Beyond lists

It is now a week since summer started: calm, hot days with distant shimmering shades of green and brown. Grasshoppers grate from grass that tickles and pokes my legs. It is a time of year when the annual bird list stagnates – there are still rewards for looking, though. Like everything of value, devoting time and patience enhances my experience.
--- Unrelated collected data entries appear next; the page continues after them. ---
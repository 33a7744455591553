/// Canonical form of an absent unit.
pub const ABSENT_UNIT: &str = "nan";

/// Lowercases and trims a unit string. Blank, `none` and `nan` collapse to
/// [`ABSENT_UNIT`].
pub fn normalize_unit(raw: Option<&str>) -> String {
    let Some(raw) = raw else {
        return ABSENT_UNIT.to_string();
    };
    let unit = raw.trim().to_lowercase();
    if unit.is_empty() || unit == "none" || unit == ABSENT_UNIT {
        ABSENT_UNIT.to_string()
    } else {
        unit
    }
}

pub fn is_absent_unit(unit: &str) -> bool {
    unit == ABSENT_UNIT
}
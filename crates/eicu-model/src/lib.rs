//! Shared types for the eICU tuple pipeline.

pub mod code;
pub mod error;
pub mod ids;
pub mod tuple;

pub use code::{
    CodeEntry, CodeType, ConstantValuePolicy, DictionaryEntry, LAB_CONSTANT_VALUE_POLICY,
    ValueKind, parse_flag,
};
pub use error::{ModelError, Result};
pub use ids::{CodeIndex, PatientId};
pub use tuple::{
    Event, EventTuple, EventValue, MISSING_VALUE, NO_VALUE, TUPLE_HEADER, UNKNOWN_CODE,
    decode_rate, encode_rate,
};
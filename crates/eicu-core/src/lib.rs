//! The eICU tuple pipeline.
//!
//! Raw tables are counted into per-table vocabularies, merged into one
//! global dictionary, re-encoded into integer-coded per-patient tuples,
//! merged into a single time-ordered file and finally checked for drift
//! against the dictionary.

pub mod config;
pub mod dictionary;
pub mod encoder;
pub mod error;
pub mod merge;
pub mod partial;
pub mod patients;
pub mod pipeline;
pub mod revise;
pub mod stats;
pub mod vocabulary;

pub use config::{DEFAULT_PATIENT_COLUMNS, PipelineConfig, ensure_dir};
pub use dictionary::{
    CodeDictionary, CodeSlot, MergedDictionary, merge_dictionary_files, merge_entries,
    read_code_entries, write_dictionary,
};
pub use encoder::{EncodeSummary, PatientBuffer, TableEncoder, encode_table, encode_value};
pub use error::{CoreError, Result, RevisionError};
pub use merge::{MergeSummary, file_sha256, merge_partials};
pub use partial::{Block, BlockReader, write_blocks};
pub use patients::{PatientDictionaryRequest, PatientDictionarySummary, write_patient_dictionary};
pub use revise::{
    FrequencyChange, FrequencyField, RevisionOutcome, RevisionPaths, RevisionReport,
    revise_dictionary, revise_or_copy,
};
pub use stats::{DictionaryStats, FrequencyStats};
pub use vocabulary::{Vocabulary, VocabularyBuilder, build_vocabulary, write_vocabulary};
I am fortunate to live on the coast where wobbling waves alternate with an expanse of sand and mud. The mature dunes I walk through to reach the beach are full of new life. Goldfinch juveniles, streaky finches with a gold lightening strike on their wings, outnumber their parents and whitethroat jump out of every bush and tussock. A couple of weeks ago the only birds on the beach were a few immature herring gulls and a lonely oystercatcher. Today I can see new arrivals – adult black-headed gulls have appeared, still sleek and smart in their summer plumage, and the first common gull of the autumn has arrived. Instead of one oystercatcher, there are 36 and two curlew strut across the ooze. A gang of brown juvenile starlings now squabble amongst bladder wrack on piles of boulders.
I can only appreciate this start of the ebbing flow of the year because I am watching the area regularly. Beneath the superficial list of names I can hear the first exhalation of autumn. I don’t need the latest, most expensive optics or transport to notice this, I need time. The moment to stand and observe is so easily lost in our rush to change the world.